More than 800,000 persons in the United States live with ESKD, 70% of whom are treated with dialysis (89% hemodialysis and 11% peritoneal dialysis); 30% have a functioning kidney transplant.[1] Race, ethnicity, and social determinants of health* affect development of ESKD.[1–4] ESKD prevalence is fourfold higher among Black persons and more than twofold higher among Hispanic than among White persons,[1] disparities which are thought to be attributable at least in part to underlying conditions such as hypertension and diabetes mellitus.[1–3] Furthermore, disparities in pre-ESKD nephrology care and receipt of ESKD therapies exist for these same groups, as well as those with lower income and insurance coverage.[1,5–9] Black persons constitute 33% of all U.S. patients receiving dialysis,[1] but only 12% of the U.S. population.[10]

Infections are a leading cause of morbidity and mortality in hemodialysis patients.[1] S. aureus is the most commonly isolated pathogen among bloodstream infections in hemodialysis patients reported to NHSN; 40% of those infections are methicillin resistant (MRSA).[11] Higher rates of invasive S. aureus infections have been observed in dialysis patients compared with nondialysis patients.[12]

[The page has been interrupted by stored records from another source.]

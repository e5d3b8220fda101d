//! Goal/task manager: goal hierarchy, dependency-gated task queue, priority
//! scheduling and recursive achievement scoring.
//!
//! Goals and tasks are graph atoms so other subsystems can traverse them; the
//! manager mirrors their scheduling state in ordered maps keyed by
//! [`GraphRef`]. References are allocated monotonically, so map order is
//! creation order.

use std::collections::{BTreeMap, HashSet, VecDeque};
use std::sync::Arc;

use serde::{Deserialize, Serialize};

use crate::belief::BeliefValue;
use crate::graph::{EdgeKind, GraphRef, GraphStore, NodeKind};

use super::error::{AgentError, AgentResult};
use super::goal::{
    GOAL_BELIEF, GoalCategory, GoalRecord, SUBGOAL_BELIEF, classify_goal, combine_achievements,
};
use super::status::TaskManagerStatus;
use super::task::{Priority, STATUS_CONFIDENCE, TaskRecord, TaskStatus};

/// Task manager settings.
#[derive(Debug, Clone, Serialize, Deserialize)]
pub struct TaskManagerConfig {
    pub goal_decomposition: bool,
    pub priority_scheduling: bool,
    /// Reported in status only; the cycle runs one task at a time.
    pub max_concurrent_tasks: usize,
}

impl Default for TaskManagerConfig {
    fn default() -> Self {
        Self {
            goal_decomposition: true,
            priority_scheduling: true,
            max_concurrent_tasks: 1,
        }
    }
}

/// Context nodes created for every manager.
#[derive(Debug, Clone, Copy)]
struct ContextRoots {
    task_context: GraphRef,
    goal_context: GraphRef,
    execution_context: GraphRef,
    goal_hierarchy: GraphRef,
    subgoal_of: GraphRef,
}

Type of hemodialysis access is a well-established risk factor for infections; risk is highest for central venous catheters (CVCs), lower for grafts, and lowest for fistulas.[11] Although elevated rates have been reported for both invasive MRSA infections among Black dialysis patients[13] and hospitalizations for dialysis-related infections among adult Black patients and older Hispanic patients (aged >60 years),[14] the association among hemodialysis-related infections, race and ethnicity, and social determinants of health is largely undescribed. To identify groups experiencing high numbers and risk of infections and to determine which preventive interventions should be prioritized, this study used a national facility-level reporting system and a laboratory- and population-based surveillance network to understand markers of disparities in the risk for S. aureus bloodstream infections in hemodialysis patients. This activity was reviewed by CDC and was conducted consistent with applicable federal law and CDC policy.§

§45 C.F.R. part 46.102(l)(2), 21 C.F.R. part 56; 42 U.S.C. Sect. 241(d); 5 U.S.C. Sect. 552a; 44 U.S.C. Sect. 3501 et seq.